As a result of the inability of mainstream economists to grasp the importance of the relationships between employment, output, income, and expectations explained by Keynes in The General Theory, mainstream economists have failed to grasp the simple point that Keynes attempted to drive home throughout The General Theory, namely, that economic growth in the long run is enhanced by an increasing propensity to consume and is inhibited by an increasing propensity to save

As a result, the economic models created by mainstream economists over the past fifty years have ignored the long-run relationship between consumption and effective demand.  These same models have been used to justify deregulating the domestic and international financial systems, cutting corporate taxes and taxes on the wealthy, increasing taxes on the not so wealthy, reducing public investment in infrastructure and human capital, eliminating usury laws, destroying labor unions, promoting the adoption of private retirement accounts, converting Social Security from a pay-as-you-go to a partial-prepayment system, neglecting the minimum wage, and many other supposedly economically efficient policies that only make sense within models that ignore the long-run relationship between consumption and effective demand and assume that increasing saving enhances economic growth.  [Blackford (2014, Ch 1; 2016b)]

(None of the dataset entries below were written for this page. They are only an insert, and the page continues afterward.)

//! TCP access to the shared store for external collaborators

pub mod server;
pub mod wire;

pub use server::{Request, Response, StoreServer};
pub use wire::{FrameReader, MAX_MESSAGE_SIZE, read_message, write_message};
//! Orientation calibration
//!
//! - `quaternion`: scalar-last quaternion math
//! - `calibration`: offsets, angle extraction, zeroing
//! - `listener`: `oricalib` topic handler

pub mod calibration;
pub mod listener;
pub mod quaternion;

pub use calibration::{
    Angles, Method, OrientationEstimate, OrientationOffset, calibrate, estimate, extract_angles,
    set_offset, zero,
};
pub use listener::{CalibrationListener, CalibrationRequest};
pub use quaternion::Quaternion;
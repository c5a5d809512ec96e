//! Application orchestration for the downhole-io daemon
//!
//! Wires the shared store, the downhole link and the long-running loops:
//!
//! | Thread | Loop | Link |
//! |--------|------|------|
//! | `ingest` | [`TelemetryIngest`] | supervised reader handle |
//! | `dispatcher` | [`CommandDispatcher`] on the `downhole` topic | supervised writer handle |
//! | `oricalib` | [`CalibrationListener`] on the `oricalib` topic | none |
//! | `store-server` | [`StoreServer`] (when `store.enabled`) | none |
//!
//! SIGINT/SIGTERM set the shared shutdown flag; every loop notices it within
//! one read timeout and the dispatcher sends a final motor stop.

use crate::config::AppConfig;
use crate::dispatcher::CommandDispatcher;
use crate::error::Result;
use crate::ingest::TelemetryIngest;
use crate::orientation::CalibrationListener;
use crate::state::DrillStateAggregator;
use crate::store::{MemoryStore, SharedStore, TOPIC_DOWNHOLE, TOPIC_ORICALIB};
use crate::streaming::StoreServer;
use crate::supervisor::{Backoff, spawn_supervised};
use crate::transport::{Connector, SerialConnector};
use log::{debug, error, info, warn};
use signal_hook::consts::{SIGINT, SIGTERM};
use signal_hook::iterator::Signals;
use std::sync::Arc;
use std::sync::atomic::{AtomicBool, Ordering};
use std::thread::JoinHandle;
use std::time::{Duration, Instant};

const STATUS_INTERVAL: Duration = Duration::from_secs(10);

pub struct DownholeApp {
    config: AppConfig,
    store: Arc<dyn SharedStore>,
    connector: Arc<dyn Connector>,
    shutdown: Arc<AtomicBool>,
    threads: Vec<(&'static str, JoinHandle<()>)>,
}

impl DownholeApp {
    /// Build the store and the link selected by `serial.port`
    pub fn new(config: AppConfig) -> Result<Self> {
        let connector = build_connector(&config)?;
        Ok(Self::with_connector(config, connector))
    }

    /// Use an explicit link instead of the configured one
    pub fn with_connector(config: AppConfig, connector: Arc<dyn Connector>) -> Self {
        info!("Downhole link: {}", connector.describe());
        Self {
            config,
            store: Arc::new(MemoryStore::new()),
            connector,
            shutdown: Arc::new(AtomicBool::new(false)),
            threads: Vec::new(),
        }
    }

    pub fn store(&self) -> Arc<dyn SharedStore> {
        Arc::clone(&self.store)
    }

    /// Flag observed by every loop; setting it stops the app
    pub fn shutdown_flag(&self) -> Arc<AtomicBool> {
        Arc::clone(&self.shutdown)
    }

    /// Spawn every loop; returns once they are running
    pub fn start(&mut self) -> Result<()> {
        self.start_ingest()?;
        self.start_dispatcher()?;
        self.start_calibration_listener()?;
        if self.config.store.enabled {
            self.start_store_server()?;
        } else {
            info!("Store server disabled, store is in-process only");
        }
        info!("✓ {} threads started", self.threads.len());
        Ok(())
    }

    /// Run until SIGINT/SIGTERM or until the shutdown flag is set
    pub fn run(&mut self) -> Result<()> {
        let mut signals = Signals::new([SIGINT, SIGTERM])?;
        let signal_handle = signals.handle();
        let shutdown = Arc::clone(&self.shutdown);
        std::thread::Builder::new()
            .name("signal-handler".to_string())
            .spawn(move || {
                if let Some(sig) = signals.forever().next() {
                    info!("Received signal {}, initiating shutdown...", sig);
                    shutdown.store(true, Ordering::Relaxed);
                }
            })?;

        self.start()?;
        info!("Press Ctrl+C to stop");

        let aggregator = DrillStateAggregator::new(
            Arc::clone(&self.store),
            self.config.telemetry.liveness_threshold_secs,
        );
        let mut last_status = Instant::now();
        while !self.shutdown.load(Ordering::Relaxed) {
            std::thread::sleep(Duration::from_millis(100));
            if last_status.elapsed() >= STATUS_INTERVAL {
                log_status(&aggregator);
                last_status = Instant::now();
            }
        }

        info!("Shutdown signal received, stopping threads...");
        signal_handle.close();
        self.stop();
        Ok(())
    }

    /// Set the shutdown flag and join every thread
    pub fn stop(&mut self) {
        self.shutdown.store(true, Ordering::Relaxed);
        for (name, handle) in self.threads.drain(..) {
            debug!("Joining {}", name);
            if handle.join().is_err() {
                error!("Thread {} panicked", name);
            }
        }
        info!("✓ All threads stopped");
    }

    fn backoff(&self) -> Backoff {
        Backoff::from_config(&self.config.serial)
    }

    fn start_ingest(&mut self) -> Result<()> {
        let store = Arc::clone(&self.store);
        let shutdown = Arc::clone(&self.shutdown);
        let hammer_max = self.config.telemetry.hammer_max;

        let handle = spawn_supervised(
            "ingest",
            Arc::clone(&self.connector),
            self.backoff(),
            Arc::clone(&self.shutdown),
            move |transport| {
                TelemetryIngest::new(transport, Arc::clone(&store), hammer_max).run(&shutdown)
            },
        )?;
        self.threads.push(("ingest", handle));
        Ok(())
    }

    fn start_dispatcher(&mut self) -> Result<()> {
        // One subscription across reconnects, so intents queue while the link is down
        let intents = self.store.subscribe(TOPIC_DOWNHOLE)?;
        let shutdown = Arc::clone(&self.shutdown);
        let poll = self.config.serial.read_timeout();

        let handle = spawn_supervised(
            "dispatcher",
            Arc::clone(&self.connector),
            self.backoff(),
            Arc::clone(&self.shutdown),
            move |transport| CommandDispatcher::new(transport).run(&intents, &shutdown, poll),
        )?;
        self.threads.push(("dispatcher", handle));
        Ok(())
    }

    fn start_calibration_listener(&mut self) -> Result<()> {
        let requests = self.store.subscribe(TOPIC_ORICALIB)?;
        let listener = CalibrationListener::new(Arc::clone(&self.store));
        let shutdown = Arc::clone(&self.shutdown);
        let poll = self.config.serial.read_timeout();

        let handle = std::thread::Builder::new()
            .name("oricalib".to_string())
            .spawn(move || {
                if let Err(e) = listener.run(&requests, &shutdown, poll) {
                    error!("Calibration listener error: {}", e);
                }
            })?;
        self.threads.push(("oricalib", handle));
        Ok(())
    }

    fn start_store_server(&mut self) -> Result<()> {
        let server = StoreServer::bind(
            &self.config.store.bind_address,
            Arc::clone(&self.store),
            self.config.telemetry.liveness_threshold_secs,
            Arc::clone(&self.shutdown),
        )?;
        self.threads.push(("store-server", server.spawn()?));
        Ok(())
    }
}

impl Drop for DownholeApp {
    fn drop(&mut self) {
        if !self.threads.is_empty() {
            debug!("DownholeApp cleaning up...");
            self.stop();
        }
    }
}

fn log_status(aggregator: &DrillStateAggregator) {
    let state = aggregator.snapshot();
    match (&state.telemetry, state.age_secs) {
        (Some(record), Some(age)) if state.alive => info!(
            "Link up: rpm={:.1} hammer={:.1}% tacho={} ({:.1}s ago)",
            record.telemetry.motor_rpm, record.hammer_percent, record.telemetry.tachometer, age
        ),
        (Some(_), Some(age)) => warn!("Link down: last telemetry {:.0}s ago", age),
        _ => warn!("Link down: no telemetry received yet"),
    }
}

fn build_connector(config: &AppConfig) -> Result<Arc<dyn Connector>> {
    if config.serial.is_simulated() {
        return simulated_connector(config);
    }
    Ok(Arc::new(SerialConnector::new(config.serial.clone())))
}

#[cfg(feature = "sim")]
fn simulated_connector(config: &AppConfig) -> Result<Arc<dyn Connector>> {
    Ok(Arc::new(crate::devices::sim::SimTransport::new(
        &config.simulation,
        config.serial.read_timeout(),
    )))
}

#[cfg(not(feature = "sim"))]
fn simulated_connector(_config: &AppConfig) -> Result<Arc<dyn Connector>> {
    Err(crate::error::Error::Config(
        "serial.port = \"sim\" requires the `sim` feature".to_string(),
    ))
}

#[cfg(test)]
mod tests {
    use super::*;
    use crate::protocol::{Command, FrameEvent, Packet, StreamFramer};
    use crate::transport::MockTransport;

    fn config() -> AppConfig {
        let mut config = AppConfig::default();
        config.serial.read_timeout_ms = 10;
        config.serial.reconnect_backoff_ms = 5;
        config.store.enabled = false;
        config
    }

    #[test]
    fn test_intent_reaches_link_and_stop_on_shutdown() {
        let mock = MockTransport::new();
        let mut app = DownholeApp::with_connector(config(), Arc::new(mock.clone()));
        app.start().unwrap();

        // Wait for the dispatcher to be running before publishing
        std::thread::sleep(Duration::from_millis(50));
        app.store().publish(TOPIC_DOWNHOLE, "motor-rpm:50").unwrap();
        std::thread::sleep(Duration::from_millis(100));
        app.stop();

        let mut framer = StreamFramer::new();
        framer.push(&mock.get_written());
        let commands: Vec<_> = framer
            .events()
            .filter_map(|e| match e {
                FrameEvent::Frame(Packet::Command(c)) => Some(c),
                _ => None,
            })
            .collect();
        assert_eq!(commands.len(), 2);
        assert_eq!(commands[0], Command::motor_rpm(50).0);
        assert_eq!(commands[1], Command::MotorStop);
    }
}
//! Gaussian sensor noise with deterministic seeding

use rand::SeedableRng;
use rand::rngs::SmallRng;
use rand_distr::{Distribution, StandardNormal};

#[derive(Clone)]
pub struct NoiseGenerator {
    rng: SmallRng,
}

impl NoiseGenerator {
    /// Seed 0 draws from OS entropy; any other seed is reproducible
    pub fn new(seed: u64) -> Self {
        let rng = if seed == 0 {
            SmallRng::from_entropy()
        } else {
            SmallRng::seed_from_u64(seed)
        };
        Self { rng }
    }

    /// Zero-mean Gaussian sample
    #[inline]
    pub fn gaussian(&mut self, stddev: f64) -> f64 {
        if stddev == 0.0 {
            return 0.0;
        }
        let n: f64 = StandardNormal.sample(&mut self.rng);
        n * stddev
    }

    /// `value` plus Gaussian noise
    #[inline]
    pub fn around(&mut self, value: f64, stddev: f64) -> f64 {
        value + self.gaussian(stddev)
    }
}
//! Drill state aggregator
//!
//! Read-side facade for UI and logging collaborators: one snapshot combining
//! the latest stored telemetry, both calibrated orientation estimates and link
//! liveness. Every call re-reads the store.

use crate::ingest::TelemetryRecord;
use crate::orientation::{
    Method, OrientationEstimate, OrientationOffset, Quaternion, calibration, estimate,
};
use crate::store::{KEY_DRILL_STATE, SharedStore, read_json};
use serde::{Deserialize, Serialize};
use std::sync::Arc;
use std::time::{SystemTime, UNIX_EPOCH};

/// Telemetry older than this means the link is down
pub const LIVENESS_THRESHOLD_SECS: f64 = 15.0;

/// Seconds since the Unix epoch
pub fn unix_time() -> f64 {
    SystemTime::now()
        .duration_since(UNIX_EPOCH)
        .map(|d| d.as_secs_f64())
        .unwrap_or(0.0)
}

/// Whether telemetry received at `last` is still fresh at `now`
pub fn is_alive(last: f64, now: f64, threshold_secs: f64) -> bool {
    now - last < threshold_secs
}

/// Coherent view of the drill
#[derive(Debug, Clone, Default, PartialEq, Serialize, Deserialize)]
pub struct DrillState {
    /// Latest enriched telemetry, absent until the first packet
    pub telemetry: Option<TelemetryRecord>,
    /// Estimate from the on-board fusion quaternion
    pub sfus: Option<OrientationEstimate>,
    /// Estimate from the external AHRS filter
    pub ahrs: Option<OrientationEstimate>,
    pub alive: bool,
    /// Seconds since the latest telemetry arrived
    pub age_secs: Option<f64>,
}

pub struct DrillStateAggregator {
    store: Arc<dyn SharedStore>,
    liveness_threshold_secs: f64,
}

impl DrillStateAggregator {
    pub fn new(store: Arc<dyn SharedStore>, liveness_threshold_secs: f64) -> Self {
        Self {
            store,
            liveness_threshold_secs,
        }
    }

    pub fn snapshot(&self) -> DrillState {
        self.snapshot_at(unix_time())
    }

    /// Snapshot as seen at `now` (seconds since the epoch)
    pub fn snapshot_at(&self, now: f64) -> DrillState {
        let store = self.store.as_ref();
        let telemetry: Option<TelemetryRecord> = read_json(store, KEY_DRILL_STATE);

        let age_secs = telemetry.as_ref().map(|t| now - t.timestamp);
        let alive = telemetry
            .as_ref()
            .is_some_and(|t| is_alive(t.timestamp, now, self.liveness_threshold_secs));

        let sfus = telemetry.as_ref().and_then(|t| {
            let raw = Quaternion::from_array(t.telemetry.quaternion());
            estimate(raw, &OrientationOffset::load(store, Method::Sfus))
        });
        let ahrs = calibration::raw_quaternion(store, Method::Ahrs)
            .and_then(|raw| estimate(raw, &OrientationOffset::load(store, Method::Ahrs)));

        DrillState {
            telemetry,
            sfus,
            ahrs,
            alive,
            age_secs,
        }
    }
}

These policies have led to a dramatic increase in saving in the foreign sector (by way of our increased current account deficit) and at the top of the income distribution in the private sector (by way of the increase in the concentration of income at the top of the income distribution)  over the past thirty-five years.  These increases in saving were partially offset by dissaving in the public sector and at the bottom of the income distribution in the private sector leading up to 2007.  They were also accompanied by increases in investment as a result of speculative bubbles in the commercial real estate markets in the 1980s, in the markets for tech stocks and the dotcom and telecom industries in the 1990s, and in the housing market in the 2000s. The problem is that the only way in which we were able to achieve full employment during this period was through an increase in debt relative to income.  [Blackford (2014, Ch 1, Ch 2, and Ch 3)]

Herein lies the fundamental problem we face today: The economic policies we have followed since the 1970s have created a situation in which—given a) the increased concentration of income, b) the degree of mass-production technology that exists within our economic system, and c) the size of our current account deficits—it is impossible to sustain the mass markets (i.e., the large numbers of people with purchasing power) needed to fully employ our economic resources in the absence of a continual increase in debt relative to income. [Blackford (2014)]

This is a problem because continually increasing non-federal debt relative to income is unsustainable in the long run since it increases the transfer burden on debtors as income is transferred from debtors to creditors through the payment of interest. This means that eventually the system must breakdown as interest payments increase and non-federal debtors eventually find it impossible to meet their financial obligations. [Minsky]  This leads to financial crises in which the financial system must be bailed out by the federal government to keep it from collapsing and bringing the rest of the economic system down with it.  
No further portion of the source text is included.